2. Lorsque le juge administratif indemnise la victime d'un dommage corporel du préjudice résultant pour elle de la nécessité de recourir à l'aide d'une tierce personne dans les actes de la vie quotidienne, il détermine d'abord l'étendue de ces besoins d'aide et les dépenses nécessaires pour y pourvoir. Il doit à cette fin se fonder sur un taux horaire déterminé, au vu des pièces du dossier, par référence, soit au montant des salaires des personnes à employer augmentés des cotisations sociales dues par l'employeur, soit aux tarifs des organismes offrant de telles prestations, en permettant le recours à l'aide professionnelle d'une tierce personne d'un niveau de qualification adéquat et sans être lié par les débours effectifs dont la victime peut justifier. Il n'appartient notamment pas au juge, pour déterminer cette indemnisation, de tenir compte de la circonstance que l'aide a été ou pourrait être apportée par un membre de la famille ou un proche de la victime. En vertu des principes qui régissent l'indemnisation par une personne publique des victimes d'un dommage dont elle doit répondre, il appartient ensuite au juge de déduire du montant de l'indemnité allouée à la victime au titre de l'assistance par tierce personne les prestations ayant pour objet la prise en charge de tels frais. Cette déduction n'a toutefois pas lieu d'être lorsqu'une disposition particulière permet à l'organisme qui a versé la prestation d'en réclamer le remboursement si le bénéficiaire revient à meilleure fortune.

3. Il résulte des dispositions citées au point 1 que le crédit d'impôt prévu à l'article 199 sexdecies du code général des impôts🏛 permet à tout contribuable de réduire, à hauteur de 50 % des sommes versées en rémunération des services à la personne mentionnés à l'article D. 7231-1 du code du travail🏛, dans la limite des plafonds fixés, les frais qu'il expose lorsqu'il recourt à de telles prestations. Le 3 de cet article 199 sexdecies précise que l'assiette des dépenses qui ouvrent droit à cet avantage fiscal ne comprend que les dépenses effectivement supportées par le contribuable, ce qui en exclut les dépenses faisant l'objet d'une indemnisation par l'auteur d'un dommage corporel au titre du besoin d'assistance par tierce personne qui y est lié.

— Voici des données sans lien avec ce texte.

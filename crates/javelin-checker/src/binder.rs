//! Symbol-table construction pass
//!
//! A single top-down traversal in document order: imports, the class
//! declaration, fields, then methods. Failures become reports; the table
//! always comes out structurally complete.

use crate::report::Report;
use crate::symbol_table::SymbolTable;
use crate::SemanticError;
use javelin_ast::{Ast, MethodDecl, Span, TypeRef};

/// Build the symbol table for the program's class.
pub fn bind(ast: &Ast) -> (SymbolTable, Vec<Report>) {
    let program = &ast.program;
    let mut table = SymbolTable::new(&program.class.name);
    let mut reports = Vec::new();

    for import in &program.imports {
        push_all(&mut reports, table.add_import(&import.path), import.span);
    }

    let class = &program.class;
    push_all(
        &mut reports,
        table.set_super_class(class.super_name.as_deref()),
        class.span,
    );

    for field in &class.fields {
        push_all(&mut reports, table.add_field(&field.ty, &field.name), field.span);
    }

    for method in &class.methods {
        bind_method(&mut table, method, &mut reports);
    }

    (table, reports)
}

fn bind_method(table: &mut SymbolTable, decl: &MethodDecl, reports: &mut Vec<Report>) {
    // The main method is forced static with a void return; generic methods
    // carry their declared return type.
    let void_ref = TypeRef::new("void", false, decl.span);
    let return_type = if decl.is_main {
        &void_ref
    } else {
        decl.return_type.as_ref().unwrap_or(&void_ref)
    };

    let (id, errors) = table.create_method(&decl.name, return_type, decl.is_main);
    push_all(reports, errors, decl.span);

    for param in &decl.params {
        push_all(
            reports,
            table.add_parameter(id, &param.ty, &param.name),
            param.span,
        );
    }
    for local in &decl.locals {
        push_all(
            reports,
            table.add_local_variable(id, &local.ty, &local.name),
            local.span,
        );
    }
}

fn push_all(reports: &mut Vec<Report>, errors: Vec<SemanticError>, span: Span) {
    reports.extend(errors.into_iter().map(|error| error.into_report(span)));
}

4. Il s'ensuit qu'il appartient au juge, lorsqu'il arrête le montant dû en réparation des frais d'assistance à tierce personne qui seront exposés postérieurement à sa décision, d'allouer une indemnité permettant de prendre en charge le besoin d'assistance de la victime, sans qu'il y ait lieu d'opérer de déduction au titre du crédit d'impôt, que celle-ci ait recours à une assistance salariée ou à un membre de sa famille ou un proche. La réparation intégrale ainsi accordée fera obstacle à ce que le contribuable puisse bénéficier du crédit d'impôt au titre des prestations de service assurées par un salarié ou une association, une entreprise ou un organisme déclaré et dont cette indemnité aura permis la prise en charge.

5. Il en va en revanche différemment lorsque le juge arrête le montant dû en réparation des frais d'assistance à tierce personne qui ont été exposés antérieurement à sa décision, que l'état de santé de la victime a nécessité le recours à une assistance qui a été assurée par un salarié ou par une association, une entreprise ou un organisme déclaré, et que celle-ci a effectivement bénéficié à ce titre de l'avantage fiscal prévu à l'article 199 sexdecies du code général des impôts🏛. Dans un tel cas, il résulte de ce qui a été dit aux points 2 et 3 ci-dessus qu'il appartient au juge de déduire, au besoin d'office, au même titre que les prestations mentionnées au point 2, le montant de l'avantage fiscal perçu, dans la mesure où il correspond à une telle assistance, de l'indemnité mise à la charge de la personne publique en faisant, si nécessaire, usage de ses pouvoirs d'instruction pour déterminer le montant à déduire.

6. Le présent avis sera notifié à la cour administrative d'appel de Nancy, aux hôpitaux universitaires de Strasbourg, à la société hospitalière des assurances mutuelles, à M. W E, premier intimé dénommé, à la caisse primaire d'assurance maladie du Bas-Rhin et au ministre de la santé et de la prévention.

Il sera publié au Journal officiel de la République française.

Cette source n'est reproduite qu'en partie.